*Exercise description*: Look below for the lines from the one with "pub struct SalesTotals" to the one with "pub struct BreakdownEntry", and copy exactly those lines, both ends included.

*Input records*:
//! Typed schemas for the upstream sales API.
//!
//! The upstream returns loosely typed JSON: numbers sometimes arrive as
//! strings, fields go missing on empty days. Everything is coerced here, at
//! the boundary, with one documented rule:
//!
//! - numeric fields accept JSON numbers or numeric strings (thousands
//!   separators `,` are ignored); anything else, including a missing field
//!   or `null`, becomes `0`
//! - string fields default to `""`
//! - maps default to empty
//!
//! Coordinator code works with these types only and never re-checks for
//! missing fields.

use std::collections::BTreeMap;

use indexmap::IndexMap;
use serde::{Deserialize, Deserializer, Serialize};
use serde_json::Value;

use crate::error::FetchError;

/// The `{success, data}` wrapper every upstream endpoint answers with.
#[derive(Debug, Clone, PartialEq, Serialize, Deserialize, Default)]
pub struct Envelope {
    /// Whether the upstream considers the request successful.
    #[serde(default)]
    pub success: bool,
    /// The payload; absent on failures.
    #[serde(default)]
    pub data: Option<Value>,
    /// Optional failure description.
    #[serde(default)]
    pub message: Option<String>,
}

impl Envelope {
    /// Unwraps the payload, turning `success: false` into [`FetchError::Api`].
    pub fn into_data(self) -> Result<Value, FetchError> {
        if !self.success {
            return Err(FetchError::Api(
                self.message
                    .unwrap_or_else(|| "upstream reported failure".to_owned()),
            ));
        }
        self.data
            .ok_or_else(|| FetchError::Decode("missing data field".to_owned()))
    }
}

/// Aggregated figures for one date range.
#[derive(Debug, Clone, PartialEq, Serialize, Deserialize, Default)]
pub struct SalesSummary {
    /// Totals across all branches.
    #[serde(default)]
    pub sales: SalesTotals,
    /// Per-branch cards keyed by branch name, in upstream order.
    #[serde(default)]
    pub cards: IndexMap<String, BranchCard>,
}

impl SalesSummary {
    /// Decodes the `data` payload of a totals response.
    pub fn from_value(value: Value) -> Result<Self, FetchError> {
        Ok(serde_json::from_value(value)?)
    }

    /// Grand total for the range.
    #[inline]
    pub fn total(&self) -> f64 {
        self.sales.total
    }
}

/// Sales totals.
#[derive(Debug, Clone, Copy, PartialEq, Serialize, Deserialize, Default)]
pub struct SalesTotals {
    /// Total including taxes.
    #[serde(default, deserialize_with = "lenient_f64")]
    pub total: f64,
    /// Total before taxes.
    #[serde(default, deserialize_with = "lenient_f64")]
    pub subtotal: f64,
}

/// Figures for one branch.
#[derive(Debug, Clone, PartialEq, Serialize, Deserialize, Default)]
pub struct BranchCard {
    /// Accounts still open.
    #[serde(default)]
    pub open_accounts: Tally,
    /// Tickets already closed.
    #[serde(default)]
    pub closed_ticket: Tally,
    /// Average ticket amount.
    #[serde(default, deserialize_with = "lenient_f64")]
    pub average_ticket: f64,
    /// Change indicator shown next to the branch.
    #[serde(default)]
    pub percentage: Percentage,
    /// Date the card refers to.
    #[serde(default, deserialize_with = "lenient_string")]
    pub date: String,
    /// Upstream store identifier.
    #[serde(default, deserialize_with = "lenient_string")]
    pub store_id: String,
}

/// A count and an amount.
#[derive(Debug, Clone, Copy, PartialEq, Serialize, Deserialize, Default)]
pub struct Tally {
    /// Number of items.
    #[serde(default, deserialize_with = "lenient_f64")]
    pub total: f64,
    /// Amount of money.
    #[serde(default, deserialize_with = "lenient_f64")]
    pub money: f64,
}

/// Percentage indicator.
#[derive(Debug, Clone, PartialEq, Serialize, Deserialize, Default)]
pub struct Percentage {
    /// Icon name (e.g. `up`, `down`).
    #[serde(default, deserialize_with = "lenient_string")]
    pub icon: String,
    /// Percentage value.
    #[serde(default, deserialize_with = "lenient_f64")]
    pub qty: f64,
}

/// One bucket of a breakdown response.
#[derive(Debug, Clone, PartialEq, Serialize, Deserialize, Default)]
pub struct BreakdownEntry {
    /// Total for the bucket.
    #[serde(default, deserialize_with = "lenient_f64")]
    pub total: f64,
    /// Upstream-specific detail, passed through untouched.
    #[serde(default)]
    pub details: Value,
}

/// Breakdown buckets keyed by date (weekly views) or by week start date
/// (monthly views).
#[derive(Debug, Clone, PartialEq, Serialize, Deserialize, Default)]
#[serde(transparent)]
pub struct Breakdown(pub BTreeMap<String, BreakdownEntry>);

impl Breakdown {
    /// Decodes the `data` payload of a breakdown response.
    ///
    /// A bucket may be a full `{total, details}` object or a bare number.
    pub fn from_value(value: Value) -> Result<Self, FetchError> {
        let Value::Object(map) = value else {
            return Err(FetchError::Decode(
                "breakdown payload is not an object".to_owned(),
            ));
        };
        let mut buckets = BTreeMap::new();
        for (key, raw) in map {
            let entry = match raw {
                Value::Object(_) => serde_json::from_value(raw)?,
                other => BreakdownEntry {
                    total: coerce_f64(&other),
                    details: Value::Null,
                },
            };
            buckets.insert(key, entry);
        }
        Ok(Breakdown(buckets))
    }

    /// Total of the bucket with the given key, `0` when missing.
    pub fn total_for(&self, key: &str) -> f64 {
        self.0.get(key).map_or(0.0, |entry| entry.total)
    }

    /// Number of buckets.
    pub fn len(&self) -> usize {
        self.0.len()
    }

    /// Returns `true` if there are no buckets.
    pub fn is_empty(&self) -> bool {
        self.0.is_empty()
    }
}

/// Non-finite results (`"NaN"`, `"inf"`, `"1e400"`) read as `0`.
fn coerce_f64(value: &Value) -> f64 {
    let number = match value {
        Value::Number(n) => n.as_f64().unwrap_or(0.0),
        Value::String(s) => s.trim().replace(',', "").parse().unwrap_or(0.0),
        Value::Bool(b) => f64::from(u8::from(*b)),
        _ => 0.0,
    };
    if number.is_finite() { number } else { 0.0 }
}

fn lenient_f64<'de, D>(deserializer: D) -> Result<f64, D::Error>
where
    D: Deserializer<'de>,
{
    let value = Value::deserialize(deserializer)?;
    Ok(coerce_f64(&value))
}

fn lenient_string<'de, D>(deserializer: D) -> Result<String, D::Error>
where
    D: Deserializer<'de>,
{
    let value = Value::deserialize(deserializer)?;
    Ok(match value {
        Value::String(s) => s,
        Value::Null => String::new(),
        other => other.to_string(),
    })
}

*Solution to the exercise*:
pub struct SalesTotals {
    /// Total including taxes.
    #[serde(default, deserialize_with = "lenient_f64")]
    pub total: f64,
    /// Total before taxes.
    #[serde(default, deserialize_with = "lenient_f64")]
    pub subtotal: f64,
}

/// Figures for one branch.
#[derive(Debug, Clone, PartialEq, Serialize, Deserialize, Default)]
pub struct BranchCard {
    /// Accounts still open.
    #[serde(default)]
    pub open_accounts: Tally,
    /// Tickets already closed.
    #[serde(default)]
    pub closed_ticket: Tally,
    /// Average ticket amount.
    #[serde(default, deserialize_with = "lenient_f64")]
    pub average_ticket: f64,
    /// Change indicator shown next to the branch.
    #[serde(default)]
    pub percentage: Percentage,
    /// Date the card refers to.
    #[serde(default, deserialize_with = "lenient_string")]
    pub date: String,
    /// Upstream store identifier.
    #[serde(default, deserialize_with = "lenient_string")]
    pub store_id: String,
}

/// A count and an amount.
#[derive(Debug, Clone, Copy, PartialEq, Serialize, Deserialize, Default)]
pub struct Tally {
    /// Number of items.
    #[serde(default, deserialize_with = "lenient_f64")]
    pub total: f64,
    /// Amount of money.
    #[serde(default, deserialize_with = "lenient_f64")]
    pub money: f64,
}

/// Percentage indicator.
#[derive(Debug, Clone, PartialEq, Serialize, Deserialize, Default)]
pub struct Percentage {
    /// Icon name (e.g. `up`, `down`).
    #[serde(default, deserialize_with = "lenient_string")]
    pub icon: String,
    /// Percentage value.
    #[serde(default, deserialize_with = "lenient_f64")]
    pub qty: f64,
}

/// One bucket of a breakdown response.
#[derive(Debug, Clone, PartialEq, Serialize, Deserialize, Default)]
pub struct BreakdownEntry {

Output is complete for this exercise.